From the data below, return the exact lines starting at the line containing "pub fn qualification(&self)" and ending at the line containing "if never approved", both included, and nothing else.

================================

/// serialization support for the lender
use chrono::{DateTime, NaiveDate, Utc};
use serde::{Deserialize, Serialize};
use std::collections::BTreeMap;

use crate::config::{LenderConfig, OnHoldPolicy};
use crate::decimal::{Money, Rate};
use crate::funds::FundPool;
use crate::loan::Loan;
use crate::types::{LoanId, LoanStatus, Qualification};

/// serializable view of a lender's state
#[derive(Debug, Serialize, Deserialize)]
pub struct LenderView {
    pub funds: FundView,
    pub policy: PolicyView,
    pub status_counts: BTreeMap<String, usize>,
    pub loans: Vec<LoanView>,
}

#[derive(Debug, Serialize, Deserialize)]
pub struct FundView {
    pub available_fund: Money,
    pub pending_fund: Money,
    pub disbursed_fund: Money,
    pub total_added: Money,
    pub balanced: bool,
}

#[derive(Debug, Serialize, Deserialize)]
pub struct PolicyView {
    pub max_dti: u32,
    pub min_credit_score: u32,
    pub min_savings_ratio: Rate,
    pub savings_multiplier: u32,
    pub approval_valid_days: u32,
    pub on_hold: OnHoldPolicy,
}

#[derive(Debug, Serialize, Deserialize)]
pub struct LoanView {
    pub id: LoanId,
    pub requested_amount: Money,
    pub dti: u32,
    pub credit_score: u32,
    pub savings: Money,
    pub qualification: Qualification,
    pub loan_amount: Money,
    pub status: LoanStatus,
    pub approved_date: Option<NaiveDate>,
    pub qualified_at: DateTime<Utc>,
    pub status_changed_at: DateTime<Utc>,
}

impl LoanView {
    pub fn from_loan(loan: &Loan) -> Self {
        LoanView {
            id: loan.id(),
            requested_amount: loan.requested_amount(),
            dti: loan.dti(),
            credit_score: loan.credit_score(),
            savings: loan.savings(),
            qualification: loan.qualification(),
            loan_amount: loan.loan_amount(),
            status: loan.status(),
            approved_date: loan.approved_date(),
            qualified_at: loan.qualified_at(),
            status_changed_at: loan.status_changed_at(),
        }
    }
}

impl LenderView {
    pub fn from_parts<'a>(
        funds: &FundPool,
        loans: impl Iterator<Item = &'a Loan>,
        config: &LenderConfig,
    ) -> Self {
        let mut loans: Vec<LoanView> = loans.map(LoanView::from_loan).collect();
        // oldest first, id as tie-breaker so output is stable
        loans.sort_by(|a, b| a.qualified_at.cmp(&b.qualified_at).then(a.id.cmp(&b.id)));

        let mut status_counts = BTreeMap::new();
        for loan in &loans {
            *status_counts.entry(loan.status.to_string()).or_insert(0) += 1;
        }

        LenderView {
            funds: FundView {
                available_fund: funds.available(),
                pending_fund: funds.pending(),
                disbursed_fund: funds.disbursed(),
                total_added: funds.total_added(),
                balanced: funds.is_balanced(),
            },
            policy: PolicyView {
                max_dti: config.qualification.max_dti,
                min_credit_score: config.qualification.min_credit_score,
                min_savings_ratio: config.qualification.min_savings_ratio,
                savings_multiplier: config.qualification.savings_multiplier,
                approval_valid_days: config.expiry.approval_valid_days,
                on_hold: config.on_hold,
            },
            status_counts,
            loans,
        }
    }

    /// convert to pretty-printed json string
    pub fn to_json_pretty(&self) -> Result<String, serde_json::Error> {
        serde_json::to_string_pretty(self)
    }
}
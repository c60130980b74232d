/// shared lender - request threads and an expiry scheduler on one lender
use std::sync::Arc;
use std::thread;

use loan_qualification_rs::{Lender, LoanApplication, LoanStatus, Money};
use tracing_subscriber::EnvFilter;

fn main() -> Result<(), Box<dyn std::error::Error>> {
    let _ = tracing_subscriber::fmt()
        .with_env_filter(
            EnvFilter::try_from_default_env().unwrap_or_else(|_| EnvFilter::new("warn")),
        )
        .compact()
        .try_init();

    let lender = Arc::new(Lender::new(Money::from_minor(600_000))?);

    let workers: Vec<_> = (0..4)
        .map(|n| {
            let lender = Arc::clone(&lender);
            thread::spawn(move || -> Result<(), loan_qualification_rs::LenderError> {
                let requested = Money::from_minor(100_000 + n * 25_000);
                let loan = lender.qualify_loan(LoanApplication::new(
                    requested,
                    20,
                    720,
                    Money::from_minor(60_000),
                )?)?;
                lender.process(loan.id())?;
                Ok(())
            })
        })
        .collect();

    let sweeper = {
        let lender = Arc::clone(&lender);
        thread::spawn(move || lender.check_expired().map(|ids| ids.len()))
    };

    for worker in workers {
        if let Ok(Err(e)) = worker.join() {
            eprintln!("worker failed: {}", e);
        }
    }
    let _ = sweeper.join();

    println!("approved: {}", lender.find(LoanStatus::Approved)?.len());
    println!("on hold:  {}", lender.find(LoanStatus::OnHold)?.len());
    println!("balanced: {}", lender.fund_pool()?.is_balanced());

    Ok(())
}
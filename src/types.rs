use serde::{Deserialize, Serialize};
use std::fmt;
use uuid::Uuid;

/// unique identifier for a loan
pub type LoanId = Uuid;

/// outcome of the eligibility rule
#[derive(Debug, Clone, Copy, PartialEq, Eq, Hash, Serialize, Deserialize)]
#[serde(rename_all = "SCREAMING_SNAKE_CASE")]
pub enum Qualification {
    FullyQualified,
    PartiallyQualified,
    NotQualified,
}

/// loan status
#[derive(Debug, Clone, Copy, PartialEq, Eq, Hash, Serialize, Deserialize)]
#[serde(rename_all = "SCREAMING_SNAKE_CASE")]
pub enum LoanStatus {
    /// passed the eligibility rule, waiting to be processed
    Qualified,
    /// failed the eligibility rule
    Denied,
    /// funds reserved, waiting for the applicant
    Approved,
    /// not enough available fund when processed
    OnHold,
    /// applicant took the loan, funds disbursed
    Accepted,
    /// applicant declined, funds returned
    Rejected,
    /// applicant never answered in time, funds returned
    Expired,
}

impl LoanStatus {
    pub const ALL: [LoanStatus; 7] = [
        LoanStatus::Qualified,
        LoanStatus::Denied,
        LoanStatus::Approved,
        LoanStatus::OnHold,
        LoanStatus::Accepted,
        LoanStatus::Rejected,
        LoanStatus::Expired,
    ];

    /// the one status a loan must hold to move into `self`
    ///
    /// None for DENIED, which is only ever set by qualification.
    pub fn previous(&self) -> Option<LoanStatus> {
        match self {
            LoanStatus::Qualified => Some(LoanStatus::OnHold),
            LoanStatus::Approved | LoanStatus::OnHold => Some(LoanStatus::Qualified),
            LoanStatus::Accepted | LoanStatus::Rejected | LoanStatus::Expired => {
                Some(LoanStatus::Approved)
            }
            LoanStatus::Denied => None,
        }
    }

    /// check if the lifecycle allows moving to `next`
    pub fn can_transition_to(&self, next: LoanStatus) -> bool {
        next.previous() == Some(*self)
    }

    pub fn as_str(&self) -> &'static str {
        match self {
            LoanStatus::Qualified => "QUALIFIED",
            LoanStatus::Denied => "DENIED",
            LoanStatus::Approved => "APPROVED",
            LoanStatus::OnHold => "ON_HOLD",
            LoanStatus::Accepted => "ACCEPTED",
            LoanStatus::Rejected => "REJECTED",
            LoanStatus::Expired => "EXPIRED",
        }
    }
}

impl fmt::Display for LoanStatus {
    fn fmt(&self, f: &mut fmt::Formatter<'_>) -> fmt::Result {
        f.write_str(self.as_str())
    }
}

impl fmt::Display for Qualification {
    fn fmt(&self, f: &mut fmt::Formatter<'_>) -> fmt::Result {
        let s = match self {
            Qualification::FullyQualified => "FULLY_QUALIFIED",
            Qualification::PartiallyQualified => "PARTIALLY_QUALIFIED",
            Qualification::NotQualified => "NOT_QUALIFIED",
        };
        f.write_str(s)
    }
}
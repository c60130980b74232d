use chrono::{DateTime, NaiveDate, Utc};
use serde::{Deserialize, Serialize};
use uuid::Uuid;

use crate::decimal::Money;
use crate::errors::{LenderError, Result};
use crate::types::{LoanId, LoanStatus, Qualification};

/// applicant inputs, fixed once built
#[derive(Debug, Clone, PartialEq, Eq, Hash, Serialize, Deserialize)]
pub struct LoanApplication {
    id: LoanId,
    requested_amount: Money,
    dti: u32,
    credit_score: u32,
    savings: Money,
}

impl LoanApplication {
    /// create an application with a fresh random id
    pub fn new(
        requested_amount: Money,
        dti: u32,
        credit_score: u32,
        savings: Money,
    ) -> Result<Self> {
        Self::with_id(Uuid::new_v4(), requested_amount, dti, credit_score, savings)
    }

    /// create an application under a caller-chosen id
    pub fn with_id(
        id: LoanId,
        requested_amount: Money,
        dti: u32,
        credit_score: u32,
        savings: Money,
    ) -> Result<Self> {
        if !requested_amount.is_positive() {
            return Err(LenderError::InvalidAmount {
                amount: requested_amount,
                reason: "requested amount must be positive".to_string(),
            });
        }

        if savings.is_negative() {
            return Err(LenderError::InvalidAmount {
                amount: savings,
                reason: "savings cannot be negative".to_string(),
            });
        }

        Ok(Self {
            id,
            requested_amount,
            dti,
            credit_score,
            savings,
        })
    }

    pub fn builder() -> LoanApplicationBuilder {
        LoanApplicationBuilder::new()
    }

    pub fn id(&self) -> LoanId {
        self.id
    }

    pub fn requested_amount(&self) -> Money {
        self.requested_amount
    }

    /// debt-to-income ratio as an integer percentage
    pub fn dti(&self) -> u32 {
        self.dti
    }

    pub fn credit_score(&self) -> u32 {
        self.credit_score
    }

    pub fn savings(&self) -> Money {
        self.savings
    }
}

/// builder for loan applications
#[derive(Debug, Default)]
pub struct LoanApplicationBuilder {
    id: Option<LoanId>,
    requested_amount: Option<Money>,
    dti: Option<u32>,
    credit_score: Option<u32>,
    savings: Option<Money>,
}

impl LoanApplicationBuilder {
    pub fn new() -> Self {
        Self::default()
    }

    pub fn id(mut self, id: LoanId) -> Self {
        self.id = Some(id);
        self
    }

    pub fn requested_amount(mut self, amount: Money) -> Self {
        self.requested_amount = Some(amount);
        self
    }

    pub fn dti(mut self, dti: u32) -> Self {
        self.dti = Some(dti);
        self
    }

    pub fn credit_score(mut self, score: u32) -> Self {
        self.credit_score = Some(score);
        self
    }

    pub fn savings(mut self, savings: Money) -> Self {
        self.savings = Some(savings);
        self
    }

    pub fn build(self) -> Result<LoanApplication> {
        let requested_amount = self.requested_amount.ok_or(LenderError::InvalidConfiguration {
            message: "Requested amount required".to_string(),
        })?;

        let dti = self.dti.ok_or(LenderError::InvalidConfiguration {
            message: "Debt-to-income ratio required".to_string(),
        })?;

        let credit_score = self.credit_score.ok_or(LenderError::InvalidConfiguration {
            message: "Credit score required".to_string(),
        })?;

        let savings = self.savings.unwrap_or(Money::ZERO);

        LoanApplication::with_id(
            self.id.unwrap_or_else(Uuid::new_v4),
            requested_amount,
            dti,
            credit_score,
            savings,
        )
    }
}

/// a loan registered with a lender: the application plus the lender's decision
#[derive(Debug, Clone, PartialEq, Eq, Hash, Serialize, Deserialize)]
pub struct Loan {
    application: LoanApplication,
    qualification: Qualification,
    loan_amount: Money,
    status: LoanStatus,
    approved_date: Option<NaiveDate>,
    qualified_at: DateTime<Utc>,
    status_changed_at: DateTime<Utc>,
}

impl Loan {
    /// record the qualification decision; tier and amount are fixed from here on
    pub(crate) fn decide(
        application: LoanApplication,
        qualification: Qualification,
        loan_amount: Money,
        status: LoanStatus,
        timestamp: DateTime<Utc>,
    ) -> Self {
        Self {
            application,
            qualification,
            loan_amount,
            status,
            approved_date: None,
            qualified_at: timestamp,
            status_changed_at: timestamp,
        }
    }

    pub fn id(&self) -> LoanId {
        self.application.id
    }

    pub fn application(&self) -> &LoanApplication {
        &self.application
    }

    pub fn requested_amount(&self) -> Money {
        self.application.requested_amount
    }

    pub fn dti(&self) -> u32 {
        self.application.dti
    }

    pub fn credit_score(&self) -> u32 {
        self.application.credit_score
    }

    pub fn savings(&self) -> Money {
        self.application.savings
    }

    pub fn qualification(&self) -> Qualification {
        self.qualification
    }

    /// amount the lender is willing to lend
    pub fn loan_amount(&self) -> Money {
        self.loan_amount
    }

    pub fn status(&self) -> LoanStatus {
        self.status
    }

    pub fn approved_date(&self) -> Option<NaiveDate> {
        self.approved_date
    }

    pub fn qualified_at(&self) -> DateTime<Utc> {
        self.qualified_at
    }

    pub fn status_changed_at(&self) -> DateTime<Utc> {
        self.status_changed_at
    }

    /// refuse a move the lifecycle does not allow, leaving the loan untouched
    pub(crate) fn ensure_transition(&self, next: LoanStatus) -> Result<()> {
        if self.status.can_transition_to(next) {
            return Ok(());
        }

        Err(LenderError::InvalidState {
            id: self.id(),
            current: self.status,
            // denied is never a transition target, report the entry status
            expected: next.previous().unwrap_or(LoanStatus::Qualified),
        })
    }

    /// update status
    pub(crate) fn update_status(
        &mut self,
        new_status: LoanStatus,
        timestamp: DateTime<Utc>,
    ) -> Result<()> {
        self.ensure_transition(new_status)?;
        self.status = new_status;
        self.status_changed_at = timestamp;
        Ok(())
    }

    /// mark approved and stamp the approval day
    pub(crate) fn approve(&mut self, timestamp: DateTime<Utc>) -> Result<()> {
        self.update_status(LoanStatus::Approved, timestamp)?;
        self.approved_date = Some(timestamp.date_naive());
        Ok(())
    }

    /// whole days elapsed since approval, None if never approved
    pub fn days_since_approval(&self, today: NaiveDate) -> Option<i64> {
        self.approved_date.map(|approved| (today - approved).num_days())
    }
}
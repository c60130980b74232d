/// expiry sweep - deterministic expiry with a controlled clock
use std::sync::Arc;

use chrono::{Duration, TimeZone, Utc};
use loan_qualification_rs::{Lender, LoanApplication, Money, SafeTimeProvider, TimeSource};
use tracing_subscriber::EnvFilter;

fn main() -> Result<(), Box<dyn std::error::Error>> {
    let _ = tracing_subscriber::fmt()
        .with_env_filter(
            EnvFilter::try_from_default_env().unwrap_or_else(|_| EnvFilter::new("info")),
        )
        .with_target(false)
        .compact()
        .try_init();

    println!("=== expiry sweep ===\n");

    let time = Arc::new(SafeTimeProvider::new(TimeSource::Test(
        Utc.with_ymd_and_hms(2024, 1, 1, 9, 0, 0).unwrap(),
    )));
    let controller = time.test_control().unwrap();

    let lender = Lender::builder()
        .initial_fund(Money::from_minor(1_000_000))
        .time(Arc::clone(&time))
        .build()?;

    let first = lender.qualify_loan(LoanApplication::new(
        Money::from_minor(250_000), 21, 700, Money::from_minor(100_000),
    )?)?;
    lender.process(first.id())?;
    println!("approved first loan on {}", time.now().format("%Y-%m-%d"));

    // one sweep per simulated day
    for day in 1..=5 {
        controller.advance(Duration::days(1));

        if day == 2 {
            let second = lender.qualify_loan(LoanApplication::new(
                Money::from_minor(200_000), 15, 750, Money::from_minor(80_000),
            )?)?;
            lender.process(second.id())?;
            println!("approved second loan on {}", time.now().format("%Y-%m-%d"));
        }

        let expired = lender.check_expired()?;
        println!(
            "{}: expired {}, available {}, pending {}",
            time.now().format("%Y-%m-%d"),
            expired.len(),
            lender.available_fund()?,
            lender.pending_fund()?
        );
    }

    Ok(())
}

================================

TASK SOLUTION =
    pub fn qualification(&self) -> Qualification {
        self.qualification
    }

    /// amount the lender is willing to lend
    pub fn loan_amount(&self) -> Money {
        self.loan_amount
    }

    pub fn status(&self) -> LoanStatus {
        self.status
    }

    pub fn approved_date(&self) -> Option<NaiveDate> {
        self.approved_date
    }

    pub fn qualified_at(&self) -> DateTime<Utc> {
        self.qualified_at
    }

    pub fn status_changed_at(&self) -> DateTime<Utc> {
        self.status_changed_at
    }

    /// refuse a move the lifecycle does not allow, leaving the loan untouched
    pub(crate) fn ensure_transition(&self, next: LoanStatus) -> Result<()> {
        if self.status.can_transition_to(next) {
            return Ok(());
        }

        Err(LenderError::InvalidState {
            id: self.id(),
            current: self.status,
            // denied is never a transition target, report the entry status
            expected: next.previous().unwrap_or(LoanStatus::Qualified),
        })
    }

    /// update status
    pub(crate) fn update_status(
        &mut self,
        new_status: LoanStatus,
        timestamp: DateTime<Utc>,
    ) -> Result<()> {
        self.ensure_transition(new_status)?;
        self.status = new_status;
        self.status_changed_at = timestamp;
        Ok(())
    }

    /// mark approved and stamp the approval day
    pub(crate) fn approve(&mut self, timestamp: DateTime<Utc>) -> Result<()> {
        self.update_status(LoanStatus::Approved, timestamp)?;
        self.approved_date = Some(timestamp.date_naive());
        Ok(())
    }

    /// whole days elapsed since approval, None if never approved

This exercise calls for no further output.